A paralisação emergencial foi justificada pelo magistrado devido ao risco de “danos irreversíveis”, indícios de sobrepreço e impacto financeiro para os consumidores. Segundo dados apresentados no processo, a contratação das térmicas apresenta um sobrepreço estimado em R$ 262 bilhões. Ao longo da vigência dos contratos, de 10 a 15 anos, o custo global no sistema elétrico pode atingir R$ 810 bilhões.
As estimativas indicam que haverá um acréscimo de R$ 40 bilhões anuais aos custos de energia, valor que seria repassado às faturas. A projeção é que a conta de luz do consumidor residencial suba 10%, e para a indústria, o aumento nos custos pode chegar a 20%. Um relatório do Tribunal de Contas da União (TCU) baseia a decisão, apontando que lotes de térmicas a gás e carvão tiveram concorrência baixa, com desconto médio de apenas 5,52%.

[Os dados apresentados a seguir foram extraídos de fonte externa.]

//! Key agreement facade and the symmetric key it produces.

use crate::crypto::pk_keys::PrivateKey;
use crate::crypto::pk_ops::KeyAgreementOp;
use crate::error::{CryptoError, Result};
use rand_core::CryptoRngCore;
use subtle::ConstantTimeEq;
use zeroize::{Zeroize, ZeroizeOnDrop, Zeroizing};

/// Derived key material, wiped on drop.
#[derive(Clone, Zeroize, ZeroizeOnDrop)]
pub struct SymmetricKey(Vec<u8>);

impl SymmetricKey {
    pub fn new(bytes: Vec<u8>) -> Self {
        Self(bytes)
    }

    pub fn as_bytes(&self) -> &[u8] {
        &self.0
    }

    pub fn len(&self) -> usize {
        self.0.len()
    }

    pub fn is_empty(&self) -> bool {
        self.0.is_empty()
    }
}

impl From<Zeroizing<Vec<u8>>> for SymmetricKey {
    fn from(bytes: Zeroizing<Vec<u8>>) -> Self {
        Self(bytes.to_vec())
    }
}

impl PartialEq for SymmetricKey {
    fn eq(&self, other: &Self) -> bool {
        self.0.ct_eq(&other.0).into()
    }
}

impl Eq for SymmetricKey {}

impl std::fmt::Debug for SymmetricKey {
    fn fmt(&self, f: &mut std::fmt::Formatter<'_>) -> std::fmt::Result {
        write!(f, "SymmetricKey([REDACTED; {}])", self.0.len())
    }
}

pub struct KeyAgreement<'k> {
    op: Box<dyn KeyAgreementOp + 'k>,
}

impl<'k> KeyAgreement<'k> {
    pub fn new<K: PrivateKey + ?Sized>(
        key: &'k K,
        rng: &mut dyn CryptoRngCore,
        kdf: &str,
        provider: &str,
    ) -> Result<Self> {
        use tracing::debug;

        let op = key
            .create_key_agreement_op(rng, kdf, provider)?
            .ok_or_else(|| CryptoError::unsupported(key.algorithm_name(), "key agreement"))?;

        debug!(
            target: "pubkey::agreement",
            algorithm = %key.algorithm_name(),
            kdf = %kdf,
            "Created key agreement"
        );

        Ok(Self { op })
    }

    /// Agree with `peer_public_value` and run the KDF. With the `Raw` KDF
    /// `key_len` is ignored and the shared secret comes back as is.
    pub fn derive_key(
        &self,
        key_len: usize,
        peer_public_value: &[u8],
        salt: &[u8],
    ) -> Result<SymmetricKey> {
        self.op
            .agree(key_len, peer_public_value, salt)
            .map(SymmetricKey::from)
    }

    /// Size of the raw shared secret before key derivation.
    pub fn agreed_value_size(&self) -> usize {
        self.op.agreed_value_size()
    }
}
//! Криптографический модуль
//!
//! # Архитектура
//!
//! ```text
//! ┌─────────────────────────────────────────────────────────────┐
//! │                        Application                          │
//! └─────────────────────────────────────────────────────────────┘
//!                              │
//!                              ▼
//! ┌─────────────────────────────────────────────────────────────┐
//! │                    Facades (pubkey)                         │
//! │  - Encryptor / Decryptor (constant-time decrypt_or_random)  │
//! │  - Signer / Verifier (Standard или DER SEQUENCE)            │
//! │  - KeyAgreement / KemEncryptor / KemDecryptor               │
//! └─────────────────────────────────────────────────────────────┘
//!                              │
//!                              ▼
//! ┌─────────────────────────────────────────────────────────────┐
//! │              Capability Dispatch (pk_keys, pk_ops)          │
//! │  - PublicKey / PrivateKey traits                            │
//! │  - create_*_op → Ok(None), если возможность отсутствует     │
//! └─────────────────────────────────────────────────────────────┘
//!                              │
//!                              ▼
//! ┌─────────────────────────────────────────────────────────────┐
//! │                 Algorithm Registry (pk_algs)                │
//! │  - load_public_key / load_private_key                       │
//! │  - create_private_key (параметры по умолчанию из Config)    │
//! └─────────────────────────────────────────────────────────────┘
//!                              │
//!                ┌─────────────┴─────────────┐
//!                ▼                           ▼
//! ┌───────────────────────────┐  ┌──────────────────────────┐
//! │   Classic (families)      │  │  Post-Quantum (families) │
//! │  - RSA, DSA               │  │  - Kyber (KEM)           │
//! │  - ECDSA, ECDH            │  │  - Dilithium (подписи)   │
//! │  - Curve25519, Ed25519    │  │                          │
//! └───────────────────────────┘  └──────────────────────────┘
//! ```
//!
//! ## Модули
//!
//! ### Core Traits
//! - [`pk_keys`]: PublicKey / PrivateKey и фабрики операций
//! - [`pk_ops`]: трейты операций (encrypt, sign, agree, KEM)
//!
//! ### Implementations
//! - [`families`]: реализации семейств алгоритмов
//! - [`pk_algs`]: реестр алгоритмов
//!
//! ### High-Level APIs
//! - [`pubkey`]: фасады для приложения
//!
//! ### Utilities
//! - [`alg_id`]: AlgorithmIdentifier и таблица OID
//! - [`hash`], [`kdf`]: хеш-функции и KDF для схем

// ============================================================================
// Core Traits
// ============================================================================

/// Ключи и диспетчеризация возможностей
pub mod pk_keys;

/// Операции, привязанные к одному ключу
pub mod pk_ops;

// ============================================================================
// Implementations
// ============================================================================

/// Семейства алгоритмов (RSA, EC, Curve25519, Ed25519, Kyber, Dilithium)
pub mod families;

/// Реестр алгоритмов
pub mod pk_algs;

// ============================================================================
// High-Level APIs
// ============================================================================

pub mod pubkey;

// ============================================================================
// Utilities
// ============================================================================

pub mod alg_id;

pub mod hash;

pub mod kdf;

// ============================================================================
// Re-exports для удобства
// ============================================================================

pub use alg_id::AlgorithmIdentifier;
pub use pk_algs::{
    create_private_key, load_private_key, load_public_key, probe_provider_private_key, Algorithm,
};
pub use pk_keys::{PrivateKey, PublicKey, SignatureFormat};

#[cfg(feature = "ecc")]
pub use families::ec_group::EcGroup;
#[cfg(feature = "ecc")]
pub use pk_algs::create_ec_private_key;
#[cfg(feature = "dl")]
pub use families::dl_group::DlGroup;
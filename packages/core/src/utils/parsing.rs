//! Parsing of algorithm and scheme names such as `EMSA3(SHA-256)` or `McEliece,n,t`.

use crate::error::{CryptoError, Result};

/// Split `input` on `delim`, keeping empty tokens.
pub fn split_on(input: &str, delim: char) -> Vec<&str> {
    input.split(delim).collect()
}

/// Parse a decimal `u32` parameter.
pub fn to_u32bit(input: &str) -> Result<u32> {
    input
        .trim()
        .parse::<u32>()
        .map_err(|_| CryptoError::InvalidArgument(format!("Invalid decimal string '{}'", input)))
}

/// A parsed `Name(arg1,arg2,...)` descriptor.
#[derive(Debug, Clone, PartialEq, Eq)]
pub struct SchemeName {
    pub name: String,
    pub args: Vec<String>,
}

impl SchemeName {
    /// Parse `Name` or `Name(arg,...)`. Arguments may themselves be nested
    /// descriptors; they are returned verbatim.
    pub fn parse(text: &str) -> Result<Self> {
        let text = text.trim();
        let Some(open) = text.find('(') else {
            if text.contains(')') || text.contains(',') {
                return Err(malformed(text));
            }
            return Ok(Self {
                name: text.to_string(),
                args: Vec::new(),
            });
        };

        if !text.ends_with(')') || open == 0 {
            return Err(malformed(text));
        }

        let name = &text[..open];
        let inner = &text[open + 1..text.len() - 1];

        let mut args = Vec::new();
        let mut depth = 0usize;
        let mut start = 0usize;
        for (i, c) in inner.char_indices() {
            match c {
                '(' => depth += 1,
                ')' => {
                    depth = depth.checked_sub(1).ok_or_else(|| malformed(text))?;
                }
                ',' if depth == 0 => {
                    args.push(inner[start..i].trim().to_string());
                    start = i + 1;
                }
                _ => {}
            }
        }
        if depth != 0 {
            return Err(malformed(text));
        }
        args.push(inner[start..].trim().to_string());

        if args.iter().any(|a| a.is_empty()) {
            return Err(malformed(text));
        }

        Ok(Self {
            name: name.to_string(),
            args,
        })
    }
}

fn malformed(text: &str) -> CryptoError {
    CryptoError::InvalidArgument(format!("Malformed algorithm name '{}'", text))
}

O setor produtivo cearense também contesta a escolha tecnológica, argumentando que o governo ignorou alternativas mais limpas, como sistemas de baterias em grande escala (BESS). Apesar da suspensão no Ceará, o juiz declinou da competência para julgar o mérito da ação, remetendo os autos para a 6ª Vara Federal Cível do Distrito Federal, onde há processos similares em andamento.